Medieval representations of romantic love owed much to the thinking of the eleventh-century philosopher Andreas Capellanus, who drew a distinction between amor, affectio, and eros.1 The first applied to the more spiritual level, the second as appropriate for affection between spouses, and the third the dangerous desire that can become uncontrollable. The medical writings of Constantine Africanus list symptoms and cures for lovesickness as a disease, and these theories continued to appear in medieval medical treatises in the following centuries.2 The ivory hair parting tool alludes to the improper level of desire that might reverse social order. However, by giving the gift of the amor brooch during courtship, a suitor might attempt to impress his potential bride with a token that refers to love in its the highest spiritual dimensions.

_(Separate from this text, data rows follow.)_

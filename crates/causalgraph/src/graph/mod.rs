//! Core graph types and operations.
//!
//! This module defines the fundamental building blocks:
//! - [`Node`]: Typed entities (events, suppliers, risks, ...)
//! - [`Edge`]: Directed, typed relations between entities
//! - [`Graph`]: The in-memory directed graph with both adjacency directions
//! - [`compose`]: Union of two graphs into one searchable graph

mod compose;
mod digraph;
mod types;

pub use compose::{compose, CompositeGraph};
pub use digraph::Graph;
pub use types::{Direction, Edge, Node, NodeId};
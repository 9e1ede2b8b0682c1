//! The production word source

use super::loader::{load_from_file, words_from_slice};
use super::{ALLOWED, ANSWERS};
use crate::core::Word;
use crate::game::{SourceError, WordSource};
use log::{debug, info};
use rand::SeedableRng;
use rand::prelude::IndexedRandom;
use rand::rngs::StdRng;
use rustc_hash::FxHashSet;
use std::path::{Path, PathBuf};
use std::sync::mpsc::{self, Receiver};
use std::thread;

/// Answer pool plus accepted-guess set
///
/// Every answer is also an accepted guess, even when the allowed list given at
/// construction does not mention it.
pub struct Corpus {
    answers: Vec<Word>,
    allowed: FxHashSet<String>,
    rng: StdRng,
}

impl Corpus {
    /// Build a corpus from already parsed words
    ///
    /// # Errors
    ///
    /// Returns `SourceError::EmptyCorpus` if there are no answers.
    pub fn new(answers: Vec<Word>, allowed: Vec<Word>) -> Result<Self, SourceError> {
        if answers.is_empty() {
            return Err(SourceError::EmptyCorpus);
        }

        let allowed = allowed
            .iter()
            .chain(&answers)
            .map(|w| w.text().to_string())
            .collect();

        Ok(Self {
            answers,
            allowed,
            rng: StdRng::from_os_rng(),
        })
    }

    /// Build a corpus from string slices, skipping malformed entries
    ///
    /// # Errors
    ///
    /// Returns `SourceError::EmptyCorpus` if no answer is a valid word.
    pub fn from_words(answers: &[&str], allowed: &[&str]) -> Result<Self, SourceError> {
        Self::new(words_from_slice(answers), words_from_slice(allowed))
    }

    /// The word lists compiled into the binary
    ///
    /// # Errors
    ///
    /// Returns `SourceError::EmptyCorpus` if the embedded answer list is empty.
    pub fn embedded() -> Result<Self, SourceError> {
        Self::from_words(ANSWERS, ALLOWED)
    }

    /// Load answers and, optionally, extra allowed guesses from files
    ///
    /// # Errors
    ///
    /// Returns `SourceError::Io` if a file cannot be read and
    /// `SourceError::EmptyCorpus` if the answers file has no valid words.
    pub fn from_files(answers: &Path, allowed: Option<&Path>) -> Result<Self, SourceError> {
        let answers = read_list(answers)?;
        let allowed = allowed.map(read_list).transpose()?.unwrap_or_default();
        Self::new(answers, allowed)
    }

    /// Make secret draws reproducible
    #[must_use]
    pub fn with_seed(mut self, seed: u64) -> Self {
        self.rng = StdRng::seed_from_u64(seed);
        self
    }

    #[must_use]
    pub fn answer_count(&self) -> usize {
        self.answers.len()
    }

    #[must_use]
    pub fn allowed_count(&self) -> usize {
        self.allowed.len()
    }
}

impl WordSource for Corpus {
    fn draw_secret(&mut self) -> Result<Word, SourceError> {
        self.answers
            .choose(&mut self.rng)
            .cloned()
            .ok_or(SourceError::EmptyCorpus)
    }

    fn is_valid(&self, word: &str) -> bool {
        self.allowed.contains(&word.to_ascii_uppercase())
    }
}

/// Where the corpus comes from, as chosen on the command line
#[derive(Debug, Clone, Default)]
pub struct CorpusConfig {
    /// Answers file; the embedded lists are used when absent
    pub answers: Option<PathBuf>,
    /// Extra accepted guesses
    pub allowed: Option<PathBuf>,
    pub seed: Option<u64>,
}

impl CorpusConfig {
    /// Build the corpus on the calling thread
    ///
    /// Without an answers file the embedded lists are used, and an allowed
    /// file only adds accepted guesses to them.
    ///
    /// # Errors
    ///
    /// Returns `SourceError` if a list cannot be read or has no answers.
    pub fn load(&self) -> Result<Corpus, SourceError> {
        let corpus = match (&self.answers, &self.allowed) {
            (Some(answers), allowed) => Corpus::from_files(answers, allowed.as_deref())?,
            (None, Some(allowed)) => {
                let mut extra = words_from_slice(ALLOWED);
                extra.extend(read_list(allowed)?);
                Corpus::new(words_from_slice(ANSWERS), extra)?
            }
            (None, None) => Corpus::embedded()?,
        };

        info!(
            "Loaded {} answers, {} accepted guesses",
            corpus.answer_count(),
            corpus.allowed_count()
        );

        Ok(match self.seed {
            Some(seed) => corpus.with_seed(seed),
            None => corpus,
        })
    }

    /// Build the corpus on a background thread
    ///
    /// The receiver yields exactly one result. If the thread dies first the
    /// channel disconnects, which callers report as
    /// [`SourceError::LoaderStopped`].
    #[must_use]
    pub fn spawn(self) -> Receiver<Result<Corpus, SourceError>> {
        let (tx, rx) = mpsc::channel();
        thread::spawn(move || {
            debug!("Loading word lists in background");
            // The receiver may be gone if the user quit while loading
            let _ = tx.send(self.load());
        });
        rx
    }
}

fn read_list(path: &Path) -> Result<Vec<Word>, SourceError> {
    load_from_file(path).map_err(|e| SourceError::Io {
        path: path.display().to_string(),
        message: e.to_string(),
    })
}

#[cfg(test)]
mod tests {
    use super::*;
    use std::fs;

    #[test]
    fn empty_answers_rejected() {
        assert!(matches!(
            Corpus::from_words(&[], &["crane"]),
            Err(SourceError::EmptyCorpus)
        ));
        assert!(matches!(
            Corpus::from_words(&["toolong", "abc"], &[]),
            Err(SourceError::EmptyCorpus)
        ));
    }

    #[test]
    fn answers_are_always_allowed() {
        let corpus = Corpus::from_words(&["crane"], &["slate"]).unwrap();
        assert!(corpus.is_valid("CRANE"));
        assert!(corpus.is_valid("slate"));
        assert!(corpus.is_valid("SlAtE"));
        assert!(!corpus.is_valid("place"));
        assert_eq!(corpus.allowed_count(), 2);
    }

    #[test]
    fn draws_come_from_answers() {
        let mut corpus = Corpus::from_words(&["crane", "slate", "place"], &[])
            .unwrap()
            .with_seed(7);
        for _ in 0..20 {
            let secret = corpus.draw_secret().unwrap();
            assert!(["CRANE", "SLATE", "PLACE"].contains(&secret.text()));
        }
    }

    #[test]
    fn seeded_draws_repeat() {
        let answers = &["crane", "slate", "place", "ghost", "audio"];
        let mut a = Corpus::from_words(answers, &[]).unwrap().with_seed(42);
        let mut b = Corpus::from_words(answers, &[]).unwrap().with_seed(42);

        for _ in 0..10 {
            assert_eq!(a.draw_secret(), b.draw_secret());
        }
    }

    #[test]
    fn embedded_corpus_is_playable() {
        let mut corpus = Corpus::embedded().unwrap();
        assert_eq!(corpus.answer_count(), ANSWERS.len());
        let secret = corpus.draw_secret().unwrap();
        assert!(corpus.is_valid(secret.text()));
    }

    #[test]
    fn from_files_reports_missing_file() {
        let err = Corpus::from_files(Path::new("/no/such/answers.txt"), None)
            .err()
            .unwrap();
        assert!(matches!(err, SourceError::Io { .. }));
    }

    #[test]
    fn config_defaults_to_embedded_lists() {
        let corpus = CorpusConfig::default().load().unwrap();
        assert_eq!(corpus.answer_count(), ANSWERS.len());
        assert!(corpus.is_valid("crane"));
    }

    #[test]
    fn config_seed_makes_draws_repeat() {
        let config = CorpusConfig {
            seed: Some(3),
            ..CorpusConfig::default()
        };
        let mut a = config.load().unwrap();
        let mut b = config.load().unwrap();
        assert_eq!(a.draw_secret(), b.draw_secret());
    }

    #[test]
    fn spawned_loader_reports_errors() {
        let config = CorpusConfig {
            answers: Some(PathBuf::from("/no/such/answers.txt")),
            ..CorpusConfig::default()
        };
        let result = config.spawn().recv().unwrap();
        assert!(matches!(result, Err(SourceError::Io { .. })));
    }

    fn temp_path(name: &str) -> PathBuf {
        std::env::temp_dir().join(format!("wordle_game_{}_{name}", std::process::id()))
    }

    #[test]
    fn config_allowed_file_extends_embedded_lists() {
        let allowed = temp_path("extra_allowed.txt");
        fs::write(&allowed, "zzzzz\n").unwrap();

        let config = CorpusConfig {
            allowed: Some(allowed.clone()),
            ..CorpusConfig::default()
        };
        let corpus = config.load().unwrap();
        assert!(corpus.is_valid("zzzzz"));
        assert!(corpus.is_valid("eerie"));
        assert!(!ANSWERS.contains(&"EERIE"));
        assert_eq!(corpus.answer_count(), ANSWERS.len());

        fs::remove_file(&allowed).unwrap();
    }

    #[test]
    fn from_files_merges_lists() {
        let answers = temp_path("merge_answers.txt");
        let allowed = temp_path("merge_allowed.txt");
        fs::write(&answers, "crane\nslate\n").unwrap();
        fs::write(&allowed, "place\nxx\n").unwrap();

        let corpus = Corpus::from_files(&answers, Some(&allowed)).unwrap();
        assert_eq!(corpus.answer_count(), 2);
        assert!(corpus.is_valid("place"));
        assert!(corpus.is_valid("crane"));

        fs::remove_file(&answers).unwrap();
        fs::remove_file(&allowed).unwrap();
    }
}
//! Simple interactive CLI mode
//!
//! Line-based play without the TUI: one guess per line.

use crate::core::{MAX_ROWS, WORD_LEN};
use crate::game::{GameSession, Readiness, SessionStatus, Snapshot, SourceError, WordSource};
use crate::output::formatters::{colored_keyboard, colored_row, share_grid};
use anyhow::{Result, bail};
use colored::Colorize;
use indicatif::{ProgressBar, ProgressStyle};
use log::debug;
use std::io::{BufRead, Write};
use std::sync::mpsc::Receiver;
use std::time::Duration;

/// Block until the background loader delivers the word source
///
/// Shows a spinner on stderr while waiting, then hands the result to the
/// session.
///
/// # Errors
///
/// Returns an error if the spinner template is invalid.
pub fn wait_for_source<S: WordSource>(
    session: &mut GameSession<S>,
    loader: &Receiver<Result<S, SourceError>>,
) -> Result<()> {
    let spinner = ProgressBar::new_spinner();
    spinner.set_style(ProgressStyle::default_spinner().template("{spinner:.green} {msg}")?);
    spinner.set_message("Loading word list...");
    spinner.enable_steady_tick(Duration::from_millis(80));

    let result = loader.recv().unwrap_or(Err(SourceError::LoaderStopped));
    spinner.finish_and_clear();

    session.finish_loading(result);
    Ok(())
}

/// Run the simple interactive CLI mode
///
/// Each line is either a five-letter guess, `new` for a fresh round or `quit`.
/// Ends on `quit` or end of input.
///
/// # Errors
///
/// Returns an error if the word source is unavailable or on an I/O error
/// reading input or writing output.
pub fn run_simple<S, R, W>(session: &mut GameSession<S>, input: R, mut output: W) -> Result<()>
where
    S: WordSource,
    R: BufRead,
    W: Write,
{
    if let Readiness::Unavailable(reason) = session.snapshot().readiness {
        bail!("Cannot start a game: {reason}");
    }

    writeln!(output, "\n{}", "W O R D L E".bright_green().bold())?;
    writeln!(
        output,
        "Guess the five-letter word in {MAX_ROWS} tries. Commands: 'new', 'quit'\n"
    )?;
    prompt(&mut output)?;

    for line in input.lines() {
        let line = line?;
        let command = line.trim().to_lowercase();

        match command.as_str() {
            "" => {}
            "quit" | "q" | "exit" => {
                writeln!(output, "\nThanks for playing!")?;
                return Ok(());
            }
            "new" | "n" => {
                session.restart();
                writeln!(output, "\nNew game started!\n")?;
            }
            guess if session.snapshot().status.is_over() => {
                debug!("Ignoring '{guess}' after round end");
                writeln!(output, "Round over. Type 'new' to play again or 'quit' to exit.")?;
            }
            guess => {
                if guess.len() == WORD_LEN && guess.chars().all(|c| c.is_ascii_alphabetic()) {
                    play_guess(session, guess);
                    render(&session.snapshot(), &mut output)?;
                    if session.snapshot().status.is_over() {
                        print_summary(session, &mut output)?;
                    }
                } else {
                    writeln!(output, "Please enter a {WORD_LEN}-letter word.")?;
                }
            }
        }

        prompt(&mut output)?;
    }

    Ok(())
}

/// Replace whatever is in the current row with `guess` and submit it
fn play_guess<S: WordSource>(session: &mut GameSession<S>, guess: &str) {
    for _ in 0..WORD_LEN {
        session.delete_letter();
    }
    for ch in guess.chars() {
        session.submit_letter(ch);
    }
    session.submit_guess();
}

fn render(snapshot: &Snapshot, output: &mut impl Write) -> Result<()> {
    writeln!(output)?;
    for row in 0..snapshot.feedback.submitted() {
        let cells = std::array::from_fn(|col| snapshot.feedback.cell(row, col));
        writeln!(output, "  {}", colored_row(snapshot.board.row(row), cells))?;
    }
    writeln!(output)?;

    for line in colored_keyboard(&snapshot.hints).lines() {
        writeln!(output, "  {line}")?;
    }
    writeln!(output)?;

    if let Some(notice) = &snapshot.notice {
        let text = notice.to_string();
        let styled = match snapshot.status {
            SessionStatus::Won => text.bright_green().bold(),
            SessionStatus::Lost => text.bright_red().bold(),
            SessionStatus::InProgress | SessionStatus::NotStarted => text.yellow(),
        };
        writeln!(output, "{styled}\n")?;
    }

    Ok(())
}

fn print_summary<S: WordSource>(session: &GameSession<S>, output: &mut impl Write) -> Result<()> {
    let stats = session.statistics();

    writeln!(output, "{}\n", share_grid(&session.snapshot()))?;
    writeln!(
        output,
        "Played: {} | Win %: {:.0} | Streak: {} | Max streak: {}",
        stats.games_played,
        stats.win_rate(),
        stats.current_streak,
        stats.max_streak
    )?;
    writeln!(output, "Type 'new' to play again or 'quit' to exit.\n")?;
    Ok(())
}

fn prompt(output: &mut impl Write) -> Result<()> {
    write!(output, "Guess: ")?;
    output.flush()?;
    Ok(())
}

#[cfg(test)]
mod tests {
    use super::*;
    use crate::wordlists::Corpus;
    use std::io::Cursor;
    use std::sync::mpsc;

    fn session() -> GameSession<Corpus> {
        GameSession::new(Corpus::from_words(&["crane"], &["slate", "place"]).unwrap())
    }

    fn play(session: &mut GameSession<Corpus>, lines: &str) -> String {
        colored::control::set_override(false);
        let mut out = Vec::new();
        run_simple(session, Cursor::new(lines.to_string()), &mut out).unwrap();
        String::from_utf8(out).unwrap()
    }

    #[test]
    fn winning_game_prints_summary() {
        let mut session = session();
        let out = play(&mut session, "slate\ncrane\nquit\n");

        assert!(out.contains("You win!"));
        assert!(out.contains("⬜⬜🟩⬜🟩\n🟩🟩🟩🟩🟩"));
        assert!(out.contains("Played: 1 | Win %: 100"));
        assert!(out.ends_with("Thanks for playing!\n"));
    }

    #[test]
    fn rejects_malformed_lines() {
        let mut session = session();
        let out = play(&mut session, "cran\nsl4te\n");

        assert_eq!(out.matches("Please enter a 5-letter word.").count(), 2);
        assert_eq!(session.snapshot().cursor.column, 0);
    }

    #[test]
    fn unknown_word_shows_notice_and_keeps_row() {
        let mut session = session();
        let out = play(&mut session, "zzzzz\n");

        assert!(out.contains("Not in word list: ZZZZZ"));
        assert_eq!(session.snapshot().cursor.row, 0);
    }

    #[test]
    fn new_restarts_round() {
        let mut session = session();
        let out = play(&mut session, "slate\nnew\n");

        assert!(out.contains("New game started!"));
        assert_eq!(session.snapshot().feedback.submitted(), 0);
    }

    #[test]
    fn guesses_after_round_end_are_refused() {
        let mut session = session();
        let out = play(&mut session, "crane\nslate\n");

        assert!(out.contains("Round over."));
        assert_eq!(session.snapshot().feedback.submitted(), 1);
    }

    #[test]
    fn unavailable_source_is_an_error() {
        let mut session = GameSession::<Corpus>::loading();
        session.finish_loading(Err(SourceError::EmptyCorpus));

        let result = run_simple(&mut session, Cursor::new(String::new()), Vec::new());
        assert!(result.is_err());
    }

    #[test]
    fn wait_for_source_handles_dead_loader() {
        let (tx, rx) = mpsc::channel::<Result<Corpus, SourceError>>();
        drop(tx);

        let mut session = GameSession::loading();
        wait_for_source(&mut session, &rx).unwrap();
        assert_eq!(
            session.snapshot().readiness,
            Readiness::Unavailable(SourceError::LoaderStopped.to_string())
        );
    }
}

Literary representations such as the Arthurian legends and Tristan and Isolde reinforced the notion that passionate love could overpower good sense and familial responsibility. Also, in the Late Middle Ages, the sensational history of the love affair between Peter Abelard and Héloïse d’Argenteuil remained familiar enough to merit mention in Le Roman de la Rose and in The Canterbury Tales. Sometimes, though, a literary love match turns out badly, as in the story of Gillion de Trazegnies.
No shortage of well-documented cases survive in which the couple got married, at times agains the wishes of their parents, for reasons of love.3 For example, the late thirteenth-century records of the town of Bigstock mention a peasant child named Truelove.4 In the case elites, love matches at times caused great trouble. Roger Virgoe has argued that Edward IV’s love match with Elizabeth Woodville ‘added a new set of rivalries to an already faction-ridden central government.’5 When, a decade before inheriting the throne, Joan I of Aragon married Violant de Bar, it caused an irrecoverable estrangement with his father the king. His father had favored a more politically useful marriage to a Sicilian princess.6 Perhaps the object that best represents the importance of love in a marriage is the silver fede ring with the large heart grasped by the two hands of each spouse.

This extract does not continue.